Dr. Jeff Kline’s New Proposed Rule Out Pulmonary Embolism Algorithm
Note that this algorithm has yet to be published in any medical journal, is not peer reviewed, and that it incorporates the Age-adjusted D-dimer
Reference and permission by personal communication
Update 2015: Age-adjusted D-dimer accuracy and clinical implications for suspected PE. Abstract
Update 2015: Global Emergency Medicine Journal Club: A Social Media Discussion About the Age-Adjusted D-Dimer Cutoff Levels to Rule Out Pulmonary Embolism Trial. Annals of EM, published online March 31st, 2015 Full PDF
Dr. Helman and Dr. Kerstin De Wit (née Hogg) have no conflicts of interest to declare.
Key References for this Journal Jam podcast
Righini M et al. Age-Adjusted D-Dimer Cutoff Levels to Rule Out Pulmonary Embolism: The ADJUST-PE Study. JAMA. Mar 2014; 311(11):1117-24. PMID: 24643601
Kirschner JM, Kline JA. Is it time to raise the bar? Age-adjusted D-dimer cutoff levels to exclude pulmonary embolism. Ann Emerg Med. 2014 Jul;64(1):86-7. PMID: 24951413.
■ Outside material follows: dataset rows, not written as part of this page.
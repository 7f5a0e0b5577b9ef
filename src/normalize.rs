//! Type-spelling canonicalization.
//!
//! Postgres spells the same type several ways depending on who emitted the
//! SQL: a dump says `timestamp with time zone` and `character varying(255)`
//! where a hand-written migration says `timestamptz` and `varchar`. Every
//! type string is funneled through [`normalize_type`] before comparison so
//! equivalent spellings collapse to one canonical form.

use regex::Regex;
use std::sync::LazyLock;

static SIZED_TYPE: LazyLock<Regex> =
    LazyLock::new(|| Regex::new(r"([A-Za-z_]+)\s*\(\s*(\d+)\s*\)").unwrap());
static SIZED_VARCHAR: LazyLock<Regex> = LazyLock::new(|| Regex::new(r"varchar_\d+").unwrap());
static PAREN_VARCHAR: LazyLock<Regex> =
    LazyLock::new(|| Regex::new(r"varchar\s*\(\s*\d+\s*\)").unwrap());
static WHITESPACE: LazyLock<Regex> = LazyLock::new(|| Regex::new(r"\s+").unwrap());

/// Canonicalize a type spelling.
///
/// Lowercases, rewrites the long spellings to their short aliases, drops the
/// size from `varchar(N)` and `varchar_N` (a widened column is not drift),
/// and collapses whitespace runs to single spaces. Idempotent.
pub fn normalize_type(raw: &str) -> String {
    let lowered = raw.trim().to_lowercase();
    // Collapse whitespace before alias rewriting, otherwise a doubled space
    // inside `timestamp  with time zone` would survive one pass and break
    // idempotency.
    let collapsed = WHITESPACE.replace_all(&lowered, " ");
    let aliased = collapsed
        .replace("timestamp with time zone", "timestamptz")
        .replace("character varying", "varchar");
    let bare = SIZED_VARCHAR.replace_all(&aliased, "varchar");
    PAREN_VARCHAR.replace_all(&bare, "varchar").into_owned()
}

/// Rewrite `name(N)` occurrences into `name_N`.
///
/// Function argument lists are captured with an "everything up to the first
/// `)`" pattern, which a type's own size suffix such as `timestamp(3)` would
/// cut short. Running a whole SQL text through this transform first makes
/// that capture safe. Idempotent; anything that is not an
/// `identifier(digits)` shape passes through untouched.
pub fn escape_parens(sql: &str) -> String {
    SIZED_TYPE.replace_all(sql, "${1}_${2}").into_owned()
}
Academic Life in Emergency Medicine Global Emergency Medicine Journal Club on Age-Adjusted D-dimer
The box “>499 OR > Age x 10” box is the kicker. So we still say “OR”, so are we not committing to the use of the age adjusted D-dimer. Seems like it’s then up to the clinician. So it sounds like it’s up to the clinician and that we aren’t committing to this age adjusted d-dimer
Thanks for the comment Noah. Just to clarify, Dr. Kline is suggesting that if a patient is deemed low risk by the Well’s score but is PERC positive then they should go on to have a D-dimer. If the patient is under 50 years of age then a D-dimer of <500ng/L rules out PE, but if the patient is over 50 years old then a D-dimer that is less than the patient's Age X 10 rules out PE.
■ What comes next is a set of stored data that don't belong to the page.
//! Statement-shape extraction from SQL text.
//!
//! This is deliberately not a SQL parser. Both inputs are tool-generated and
//! mostly well-formed, so each object kind is pulled out by one anchored
//! pattern per statement shape, compiled once per extractor. Anything that
//! does not match a known shape is silently skipped; favoring "never crash
//! on unexpected SQL" over completeness is the accepted tradeoff.
//!
//! The one knob is the schema-qualification prefix. A dump of the `public`
//! schema spells every object `public.users`; migration files spell the same
//! object `users`. The prefix is interpolated into each pattern so one
//! extractor handles either style:
//!
//! ```
//! use driftcheck::extract::SchemaExtractor;
//!
//! let dump = SchemaExtractor::new("public.");
//! let tables = dump.tables("CREATE TABLE public.users (\n    id uuid\n);\n");
//! assert!(tables.contains_key("users"));
//! ```

use regex::Regex;
use std::collections::{BTreeMap, BTreeSet};
use std::sync::LazyLock;

use crate::model::{FunctionSignature, IndexKey, PolicyKey, SchemaModel, TriggerKey};
use crate::normalize::{escape_parens, normalize_type};

static CONSTRAINT_LINE: LazyLock<Regex> =
    LazyLock::new(|| Regex::new(r"(?i)^(CONSTRAINT|UNIQUE|PRIMARY|FOREIGN|CHECK)\b").unwrap());

/// Whether a lifecycle event creates or retracts an object.
#[derive(Debug, Clone, Copy, PartialEq, Eq)]
pub enum EventKind {
    Create,
    Drop,
}

/// A create or drop occurrence, tagged with its byte offset in the source
/// text so the replayer can fold events in statement order.
#[derive(Debug, Clone)]
pub struct SchemaEvent<K> {
    pub offset: usize,
    pub kind: EventKind,
    pub key: K,
}

/// A trigger occurrence, keeping whether the table reference was
/// schema-qualified as written.
#[derive(Debug, Clone)]
pub struct TriggerRef {
    pub name: String,
    /// The table reference as spelled in the statement.
    pub table: String,
    pub qualified: bool,
}

/// Pattern-matching extractor for the handful of DDL shapes this tool
/// understands.
///
/// Keyword casing follows what each producer actually emits: `pg_dump`
/// writes keywords upper-case, hand-written migrations are allowed to be
/// loose only where they are in the wild (functions, drops, ALTER TABLE).
pub struct SchemaExtractor {
    create_table: Regex,
    create_enum: Regex,
    create_view: Regex,
    create_matview: Regex,
    create_function: Regex,
    drop_function: Regex,
    create_policy: Regex,
    drop_policy: Regex,
    create_trigger: Regex,
    create_index: Regex,
    alter_table: Regex,
    add_column: Regex,
}

impl SchemaExtractor {
    /// Build an extractor for text whose objects carry `schema_prefix`, e.g.
    /// `SchemaExtractor::new("public.")` for a dump of the public schema.
    pub fn new(schema_prefix: &str) -> Self {
        let prefix = regex::escape(schema_prefix);
        Self {
            create_table: Regex::new(&format!(
                r"(?ms)^\s*CREATE TABLE {prefix}(\w+)\s*\((.*?)\)\s*;"
            ))
            .unwrap(),
            create_enum: Regex::new(&format!(
                r"(?m)^\s*CREATE TYPE\s+{prefix}(\w+)\s+AS\s+ENUM"
            ))
            .unwrap(),
            create_view: Regex::new(&format!(r"(?m)^\s*CREATE VIEW\s+{prefix}(\w+)\s+AS"))
                .unwrap(),
            create_matview: Regex::new(&format!(
                r"(?m)^\s*CREATE MATERIALIZED VIEW\s+{prefix}(\w+)\s+AS"
            ))
            .unwrap(),
            create_function: Regex::new(&format!(
                r"(?mi)^\s*CREATE\s+(?:OR\s+REPLACE\s+)?FUNCTION\s+{prefix}([\w.]+)\s*\(([^)]*)\)"
            ))
            .unwrap(),
            drop_function: Regex::new(r"(?mi)^\s*DROP FUNCTION IF EXISTS\s+([\w.]+)\s*\(([^)]*)\)")
                .unwrap(),
            create_policy: Regex::new(&format!(
                r#"(?m)^\s*CREATE POLICY\s+"?([^"\n]+)"?\s+ON\s+{prefix}([\w.]+)"#
            ))
            .unwrap(),
            drop_policy: Regex::new(
                r#"(?mi)^\s*DROP POLICY IF EXISTS\s+"?([^"\n]+)"?\s+ON\s+([\w.]+)"#,
            )
            .unwrap(),
            create_trigger: Regex::new(&format!(
                r"(?m)^\s*CREATE TRIGGER\s+(\w+)\s+.*?\s+ON\s+{prefix}([\w.]+)"
            ))
            .unwrap(),
            create_index: Regex::new(&format!(
                r"(?m)^\s*CREATE INDEX\s+(?:IF NOT EXISTS\s+)?(\w+)\s+ON\s+{prefix}([\w.]+)"
            ))
            .unwrap(),
            alter_table: Regex::new(r"(?is)ALTER TABLE\s+([\w.]+)\s+([^;]+);").unwrap(),
            add_column: Regex::new(r"(?i)ADD COLUMN(?: IF NOT EXISTS)?\s+(\w+)").unwrap(),
        }
    }

    /// Extractor for migration files, which spell objects unqualified.
    pub fn migrations() -> Self {
        Self::new("")
    }

    /// Extract the complete create-only model of one text.
    ///
    /// This is what the live dump side uses; drops never appear in a dump.
    /// `ALTER TABLE ... ADD COLUMN` is not folded in here, that statement
    /// only matters during migration replay.
    pub fn extract(&self, sql: &str) -> SchemaModel {
        let mut model = SchemaModel {
            tables: self.tables(sql),
            enums: self.enum_types(sql),
            views: self.views(sql),
            matviews: self.matviews(sql),
            functions: self.functions(sql),
            policies: self.policies(sql),
            indexes: self.indexes(sql),
            ..SchemaModel::default()
        };
        for trigger in self.triggers(sql) {
            let key = TriggerKey::new(&trigger.name, &trigger.table);
            if trigger.qualified {
                model.qualified_triggers.insert(key);
            } else {
                model.triggers.insert(key);
            }
        }
        model
    }

    /// Table name to column set for every `CREATE TABLE` block.
    pub fn tables(&self, sql: &str) -> BTreeMap<String, BTreeSet<String>> {
        let mut tables: BTreeMap<String, BTreeSet<String>> = BTreeMap::new();
        for caps in self.create_table.captures_iter(sql) {
            tables
                .entry(caps[1].to_string())
                .or_default()
                .extend(columns_from_body(&caps[2]));
        }
        tables
    }

    /// Enum type names from `CREATE TYPE ... AS ENUM`.
    pub fn enum_types(&self, sql: &str) -> BTreeSet<String> {
        self.create_enum
            .captures_iter(sql)
            .map(|caps| caps[1].to_string())
            .collect()
    }

    pub fn views(&self, sql: &str) -> BTreeSet<String> {
        self.create_view
            .captures_iter(sql)
            .map(|caps| caps[1].to_string())
            .collect()
    }

    pub fn matviews(&self, sql: &str) -> BTreeSet<String> {
        self.create_matview
            .captures_iter(sql)
            .map(|caps| caps[1].to_string())
            .collect()
    }

    /// Function signatures from create statements only.
    pub fn functions(&self, sql: &str) -> BTreeSet<FunctionSignature> {
        let escaped = escape_parens(sql);
        self.create_function
            .captures_iter(&escaped)
            .map(|caps| signature(&caps[1], &caps[2]))
            .collect()
    }

    /// Function create and drop events in source order.
    pub fn function_events(&self, sql: &str) -> Vec<SchemaEvent<FunctionSignature>> {
        let escaped = escape_parens(sql);
        let mut events = Vec::new();
        for caps in self.create_function.captures_iter(&escaped) {
            events.push(SchemaEvent {
                offset: caps.get(0).unwrap().start(),
                kind: EventKind::Create,
                key: signature(&caps[1], &caps[2]),
            });
        }
        for caps in self.drop_function.captures_iter(&escaped) {
            events.push(SchemaEvent {
                offset: caps.get(0).unwrap().start(),
                kind: EventKind::Drop,
                key: signature(&caps[1], &caps[2]),
            });
        }
        events.sort_by_key(|event| event.offset);
        events
    }

    /// Policies from create statements only.
    pub fn policies(&self, sql: &str) -> BTreeSet<PolicyKey> {
        self.create_policy
            .captures_iter(sql)
            .map(|caps| policy_key(&caps[1], &caps[2]))
            .collect()
    }

    /// Policy create and drop events in source order.
    pub fn policy_events(&self, sql: &str) -> Vec<SchemaEvent<PolicyKey>> {
        let mut events = Vec::new();
        for caps in self.create_policy.captures_iter(sql) {
            events.push(SchemaEvent {
                offset: caps.get(0).unwrap().start(),
                kind: EventKind::Create,
                key: policy_key(&caps[1], &caps[2]),
            });
        }
        for caps in self.drop_policy.captures_iter(sql) {
            events.push(SchemaEvent {
                offset: caps.get(0).unwrap().start(),
                kind: EventKind::Drop,
                key: policy_key(&caps[1], &caps[2]),
            });
        }
        events.sort_by_key(|event| event.offset);
        events
    }

    /// Trigger occurrences. Whatever sits between the trigger name and `ON`
    /// (timing, events) is skipped as opaque.
    pub fn triggers(&self, sql: &str) -> Vec<TriggerRef> {
        self.create_trigger
            .captures_iter(sql)
            .map(|caps| {
                let table = caps[2].to_string();
                TriggerRef {
                    name: caps[1].to_string(),
                    qualified: table.contains('.'),
                    table,
                }
            })
            .collect()
    }

    pub fn indexes(&self, sql: &str) -> BTreeSet<IndexKey> {
        self.create_index
            .captures_iter(sql)
            .map(|caps| IndexKey::new(&caps[1], last_segment(&caps[2])))
            .collect()
    }

    /// `(table, column)` pairs contributed by `ALTER TABLE ... ADD COLUMN`.
    pub fn added_columns(&self, sql: &str) -> Vec<(String, String)> {
        let mut added = Vec::new();
        for caps in self.alter_table.captures_iter(sql) {
            let table = last_segment(&caps[1]).to_string();
            for col in self.add_column.captures_iter(&caps[2]) {
                added.push((table.clone(), col[1].to_string()));
            }
        }
        added
    }
}

/// Column names from a `CREATE TABLE` body.
///
/// The body is split on top-level commas (paren-depth aware, so
/// `numeric(10,2)` and inline `CHECK (...)` clauses survive). Within each
/// segment, blank lines and `--` comment lines are dropped; segments opening
/// with a table-level constraint keyword are dropped whole; the first
/// whitespace-delimited, quote-stripped token of what remains is the column
/// name.
fn columns_from_body(body: &str) -> BTreeSet<String> {
    let mut columns = BTreeSet::new();
    for segment in split_top_level_commas(body) {
        let Some(line) = segment
            .lines()
            .map(str::trim)
            .find(|line| !line.is_empty() && !line.starts_with("--"))
        else {
            continue;
        };
        if CONSTRAINT_LINE.is_match(line) {
            continue;
        }
        let Some(token) = line.split_whitespace().next() else {
            continue;
        };
        let column = token.trim_matches('"');
        if column.is_empty() || column == ")" {
            continue;
        }
        columns.insert(column.to_string());
    }
    columns
}

/// Split on commas not nested inside parentheses.
fn split_top_level_commas(input: &str) -> Vec<&str> {
    let mut parts = Vec::new();
    let mut depth = 0usize;
    let mut start = 0;
    for (i, c) in input.char_indices() {
        match c {
            '(' => depth += 1,
            ')' => depth = depth.saturating_sub(1),
            ',' if depth == 0 => {
                parts.push(&input[start..i]);
                start = i + 1;
            }
            _ => {}
        }
    }
    parts.push(&input[start..]);
    parts
}

/// Parse an argument list into normalized parameter types, in order.
///
/// Expects paren-escaped text, so a plain top-level comma split is safe.
/// `DEFAULT ...` and `= ...` suffixes are stripped; when more than one token
/// remains the first is taken to be a parameter name and dropped.
pub fn parse_arg_types(arg_list: &str) -> Vec<String> {
    static DEFAULT_SUFFIX: LazyLock<Regex> =
        LazyLock::new(|| Regex::new(r"(?i)\s+DEFAULT\s+").unwrap());

    if arg_list.trim().is_empty() {
        return Vec::new();
    }
    let mut types = Vec::new();
    for raw in split_top_level_commas(arg_list) {
        let part = DEFAULT_SUFFIX
            .splitn(raw.trim(), 2)
            .next()
            .unwrap_or("")
            .trim();
        let part = part.split('=').next().unwrap_or("").trim();
        let tokens: Vec<&str> = part.split_whitespace().collect();
        let arg_type = match tokens.len() {
            0 => continue,
            1 => tokens[0].to_string(),
            _ => tokens[1..].join(" "),
        };
        types.push(normalize_type(&arg_type));
    }
    types
}

/// Bare object name: the last path segment of a possibly-qualified reference.
fn last_segment(reference: &str) -> &str {
    reference.rsplit('.').next().unwrap_or(reference)
}

fn signature(raw_name: &str, raw_args: &str) -> FunctionSignature {
    FunctionSignature::new(last_segment(raw_name), parse_arg_types(raw_args))
}

fn policy_key(raw_name: &str, raw_table: &str) -> PolicyKey {
    PolicyKey::new(raw_name.trim(), last_segment(raw_table))
}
How’s about trimester adjusted d-dimer?
I believe Dr. Kline has been working on a trimetster adjusted D-dimer, however in my conversations with Phil Wells, he believes it is a hopeless endevour. We will have to wait and see.
Anton,
Thanks again for the great podcast. I was just reading your algorithm above on PE.
Two questions/comments:
1. The algorithm suggests to only apply the PERC rule for low risk Wells.
I think this is doing PERC a disservice. If you look at the data (meta analyis reference below) the low risk Wells has a prevalence of PE of 2.9%, moderate wells has a prevalence around 15% (closer to the inclusion criteria for PERC). By applying PERC to a population with a prevalence of 2.9% to bring the probability slightly below 2%, seems fairly pointless and markedly different from how it was validated (<15% CPTP, reference below).
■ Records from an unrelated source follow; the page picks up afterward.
//! The extracted schema object model.
//!
//! Everything here is a derived fact pulled out of SQL text. The live-side
//! model is built once from a dump and never touched again; the
//! migration-side model is accumulated file by file during replay.

use serde::Serialize;
use std::collections::{BTreeMap, BTreeSet};
use std::fmt;

/// A function identified by name plus its full ordered argument-type list.
///
/// Two functions are the same object only when both name and argument types
/// match, which keeps overloads apart. Argument types are stored normalized.
#[derive(Debug, Clone, PartialEq, Eq, PartialOrd, Ord, Hash, Serialize)]
pub struct FunctionSignature {
    pub name: String,
    pub args: Vec<String>,
}

impl FunctionSignature {
    pub fn new(name: impl Into<String>, args: Vec<String>) -> Self {
        Self {
            name: name.into(),
            args,
        }
    }
}

impl fmt::Display for FunctionSignature {
    fn fmt(&self, f: &mut fmt::Formatter<'_>) -> fmt::Result {
        write!(f, "{}({})", self.name, self.args.join(", "))
    }
}

/// A row-level-security policy, keyed by name plus table.
///
/// The same policy name may exist on several tables.
#[derive(Debug, Clone, PartialEq, Eq, PartialOrd, Ord, Hash, Serialize)]
pub struct PolicyKey {
    pub name: String,
    pub table: String,
}

impl PolicyKey {
    pub fn new(name: impl Into<String>, table: impl Into<String>) -> Self {
        Self {
            name: name.into(),
            table: table.into(),
        }
    }
}

impl fmt::Display for PolicyKey {
    fn fmt(&self, f: &mut fmt::Formatter<'_>) -> fmt::Result {
        write!(f, "{} ON {}", self.name, self.table)
    }
}

/// A trigger, keyed by name plus table.
#[derive(Debug, Clone, PartialEq, Eq, PartialOrd, Ord, Hash, Serialize)]
pub struct TriggerKey {
    pub name: String,
    pub table: String,
}

impl TriggerKey {
    pub fn new(name: impl Into<String>, table: impl Into<String>) -> Self {
        Self {
            name: name.into(),
            table: table.into(),
        }
    }
}

impl fmt::Display for TriggerKey {
    fn fmt(&self, f: &mut fmt::Formatter<'_>) -> fmt::Result {
        write!(f, "{} ON {}", self.name, self.table)
    }
}

/// An index, keyed by name plus table.
#[derive(Debug, Clone, PartialEq, Eq, PartialOrd, Ord, Hash, Serialize)]
pub struct IndexKey {
    pub name: String,
    pub table: String,
}

impl IndexKey {
    pub fn new(name: impl Into<String>, table: impl Into<String>) -> Self {
        Self {
            name: name.into(),
            table: table.into(),
        }
    }
}

impl fmt::Display for IndexKey {
    fn fmt(&self, f: &mut fmt::Formatter<'_>) -> fmt::Result {
        write!(f, "{} ON {}", self.name, self.table)
    }
}

/// One side of the reconciliation: every fact extracted from a dump, or
/// accumulated by replaying migration files.
///
/// BTree collections keep emission deterministic and sorted, which is what
/// the report layer wants.
#[derive(Debug, Default, Clone, PartialEq, Serialize)]
pub struct SchemaModel {
    /// Table name to its de-duplicated column set.
    pub tables: BTreeMap<String, BTreeSet<String>>,
    /// Enum type names.
    pub enums: BTreeSet<String>,
    pub views: BTreeSet<String>,
    pub matviews: BTreeSet<String>,
    pub functions: BTreeSet<FunctionSignature>,
    pub policies: BTreeSet<PolicyKey>,
    /// Triggers whose table reference was unqualified, or carried the dump's
    /// own schema prefix.
    pub triggers: BTreeSet<TriggerKey>,
    /// Triggers whose table reference was schema-qualified in the source
    /// text. The qualified spelling is kept for display. A single-schema
    /// dump cannot contain these, so they are reported informationally and
    /// never counted as drift.
    pub qualified_triggers: BTreeSet<TriggerKey>,
    pub indexes: BTreeSet<IndexKey>,
}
I’ve been advocating that the PERC rule (with gestalt <15%) should be applied before any decision rule or d-dimer. Did Kline address this?
2. Did Kline talk about the issue of using age-adjusted d-dimer with our assay that has a cut-off of 230? I spoke with our lab medicine department and they really don't know how to process this new info and changing tests is not an insignificant thing for them.
Many thanks for giving this some thought and for your work.
References:
Lucassen W, Geersing G-J, Erkens PM, Reitsma JB, Moons KG, Büller H, et al. Clinical decision rules for excluding pulmonary embolism: a meta-analysis. Annals of Internal Medicine. 2011;155(7):448–60.
Singh B, Parsaik AK, Agarwal D, Surana A, Mascarenhas SS, Chandra S. Diagnostic Accuracy of Pulmonary Embolism Rule-Out Criteria: A Systematic Review and Meta-analysis. Annals of Emergency Medicine. 2012 Jun;59(6):517–20.e4.